In an effort to develop block copolymer lithography to create high aspect vertical pore arrangements in a substrate surface we have used a microphase separated poly(ethylene oxide) -b- polystyrene (PEOb-
PS) block copolymer (BCP) thin film where (and most unusually) PS not PEO is the cylinder forming phase and PEO is the majority block. Compared to previous work, we can amplify etch contrast by inclusion of hard mask material into the matrix block allowing the cylinder polymer to be removed
and the exposed substrate subject to deep etching thereby generating uniform, arranged, sub-25 nm
cylindrical nanopore arrays. Briefly, selective metal ion inclusion into the PEO matrix and subsequent
processing (etch/modification) was applied for creating iron oxide nanohole arrays. The oxide nanoholes
(22 nm diameter) were cylindrical, uniform diameter and mimics the original BCP nanopatterns.

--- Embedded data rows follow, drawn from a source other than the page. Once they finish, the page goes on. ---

//! # Money Module
//!
//! Provides the `Money` type for every monetary value in the B2B state.
//!
//! ## Why Integer Money?
//! ```text
//! ┌─────────────────────────────────────────────────────────────────────────┐
//! │  THE FLOATING POINT PROBLEM                                             │
//! │                                                                         │
//! │  In JavaScript/floating point:                                          │
//! │    0.1 + 0.2 = 0.30000000000000004  ❌ WRONG!                           │
//! │                                                                         │
//! │  A cart subtotal summed from 40 line totals drifts the same way,       │
//! │  and the checkout summary would disagree with the server's invoice.    │
//! │                                                                         │
//! │  OUR SOLUTION: Integer minor units                                      │
//! │    line_total = unit_price_cents × quantity   (exact)                  │
//! │    subtotal   = Σ line_total                  (exact)                  │
//! └─────────────────────────────────────────────────────────────────────────┘
//! ```
//!
//! ## Usage
//! ```rust
//! use b2b_core::money::Money;
//!
//! let unit_price = Money::from_cents(1250); // $12.50
//! let line_total = unit_price.multiply_quantity(4);
//! assert_eq!(line_total.cents(), 5000);
//!
//! // Totals never go below zero, whatever the discounts say
//! let total = (Money::from_cents(100) - Money::from_cents(300)).floor_at_zero();
//! assert!(total.is_zero());
//! ```

use serde::{Deserialize, Serialize};
use std::fmt;
use std::iter::Sum;
use std::ops::{Add, AddAssign, Sub, SubAssign};
use ts_rs::TS;

// =============================================================================
// Money Type
// =============================================================================

/// A monetary value in the smallest currency unit (cents for USD).
///
/// ## Where Money Flows
/// ```text
/// ┌─────────────────────────────────────────────────────────────────────────┐
/// │  B2BCartItem.unit_price ──► B2BCartItem.line_total                     │
/// │                                    │                                    │
/// │                                    ▼                                    │
/// │  B2BCartTotals.subtotal ── tier/volume discount ── shipping ── tax     │
/// │                                    │                                    │
/// │                                    ▼                                    │
/// │                         B2BCartTotals.total (≥ 0)                       │
/// │                                                                         │
/// │  SpendingLimit.amount / .spent ──► remaining budget, utilisation       │
/// └─────────────────────────────────────────────────────────────────────────┘
/// ```
///
/// Signed so that intermediate results (subtotal minus a large discount)
/// can be represented before being floored.
#[derive(Debug, Clone, Copy, PartialEq, Eq, PartialOrd, Ord, Hash, Serialize, Deserialize, TS)]
#[ts(export)]
pub struct Money(i64);

impl Money {
    /// Creates a Money value from cents (the smallest currency unit).
    ///
    /// ```rust
    /// use b2b_core::money::Money;
    ///
    /// let price = Money::from_cents(1099);
    /// assert_eq!(price.cents(), 1099);
    /// ```
    #[inline]
    pub const fn from_cents(cents: i64) -> Self {
        Money(cents)
    }

    /// Returns the value in cents.
    #[inline]
    pub const fn cents(&self) -> i64 {
        self.0
    }

    /// Returns the major unit (dollars) portion.
    #[inline]
    pub const fn dollars(&self) -> i64 {
        self.0 / 100
    }

    /// Returns the minor unit portion (always 0-99).
    #[inline]
    pub const fn cents_part(&self) -> i64 {
        (self.0 % 100).abs()
    }

    /// Returns zero money value.
    #[inline]
    pub const fn zero() -> Self {
        Money(0)
    }

    /// Checks if the value is zero.
    #[inline]
    pub const fn is_zero(&self) -> bool {
        self.0 == 0
    }

    /// Checks if the value is negative (less than zero).
    #[inline]
    pub const fn is_negative(&self) -> bool {
        self.0 < 0
    }

    /// Multiplies a unit price by a quantity.
    ///
    /// ## User Workflow
    /// ```text
    /// Product: Copy paper, case of 10 reams   $42.00
    /// Quantity: 12 (min 5, max 200)
    ///      │
    ///      ▼
    /// multiply_quantity(12) ← THIS FUNCTION
    ///      │
    ///      ▼
    /// Line Total: $504.00
    /// ```
    #[inline]
    pub const fn multiply_quantity(&self, qty: i64) -> Self {
        Money(self.0.saturating_mul(qty))
    }

    /// Clamps negative amounts to zero.
    ///
    /// Used for the cart total and for remaining budgets, neither of which
    /// may be reported as negative.
    #[inline]
    pub fn floor_at_zero(self) -> Self {
        self.max(Money::zero())
    }

    /// Returns `self` as a share of `whole`, in basis points (10000 = 100%).
    ///
    /// Returns `None` when `whole` is zero or negative, since there is no
    /// meaningful ratio.
    ///
    /// ```rust
    /// use b2b_core::money::Money;
    ///
    /// let spent = Money::from_cents(8_000);
    /// let limit = Money::from_cents(10_000);
    /// assert_eq!(spent.ratio_bps(limit), Some(8_000)); // 80%
    /// assert_eq!(spent.ratio_bps(Money::zero()), None);
    /// ```
    pub fn ratio_bps(&self, whole: Money) -> Option<i64> {
        if whole.0 <= 0 {
            return None;
        }
        let bps = i128::from(self.0) * 10_000 / i128::from(whole.0);
        Some(i64::try_from(bps).unwrap_or(if bps < 0 { i64::MIN } else { i64::MAX }))
    }
}

// =============================================================================
// Trait Implementations
// =============================================================================

/// Debug-friendly display. Storefront formatting (locale, currency symbol)
/// happens in the UI.
impl fmt::Display for Money {
    fn fmt(&self, f: &mut fmt::Formatter<'_>) -> fmt::Result {
        let sign = if self.0 < 0 { "-" } else { "" };
        write!(f, "{}${}.{:02}", sign, self.dollars().abs(), self.cents_part())
    }
}

impl Default for Money {
    fn default() -> Self {
        Money::zero()
    }
}

impl Add for Money {
    type Output = Self;

    #[inline]
    fn add(self, other: Self) -> Self {
        Money(self.0.saturating_add(other.0))
    }
}

impl AddAssign for Money {
    #[inline]
    fn add_assign(&mut self, other: Self) {
        self.0 = self.0.saturating_add(other.0);
    }
}

impl Sub for Money {
    type Output = Self;

    #[inline]
    fn sub(self, other: Self) -> Self {
        Money(self.0.saturating_sub(other.0))
    }
}

impl SubAssign for Money {
    #[inline]
    fn sub_assign(&mut self, other: Self) {
        self.0 = self.0.saturating_sub(other.0);
    }
}

impl Sum for Money {
    fn sum<I: Iterator<Item = Money>>(iter: I) -> Self {
        iter.fold(Money::zero(), |acc, m| acc + m)
    }
}

impl<'a> Sum<&'a Money> for Money {
    fn sum<I: Iterator<Item = &'a Money>>(iter: I) -> Self {
        iter.fold(Money::zero(), |acc, m| acc + *m)
    }
}

// =============================================================================
// Unit Tests
// =============================================================================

The
oxide nanohole network is demonstrated as a resistant mask to fabricate ultra dense, well ordered,
good sidewall profile silicon nanopore arrays on substrate surface through the pattern transfer approach. The Si nanopores have uniform diameter and smooth sidewalls throughout their depth. The depth of the porous structure can be controlled via the etch process.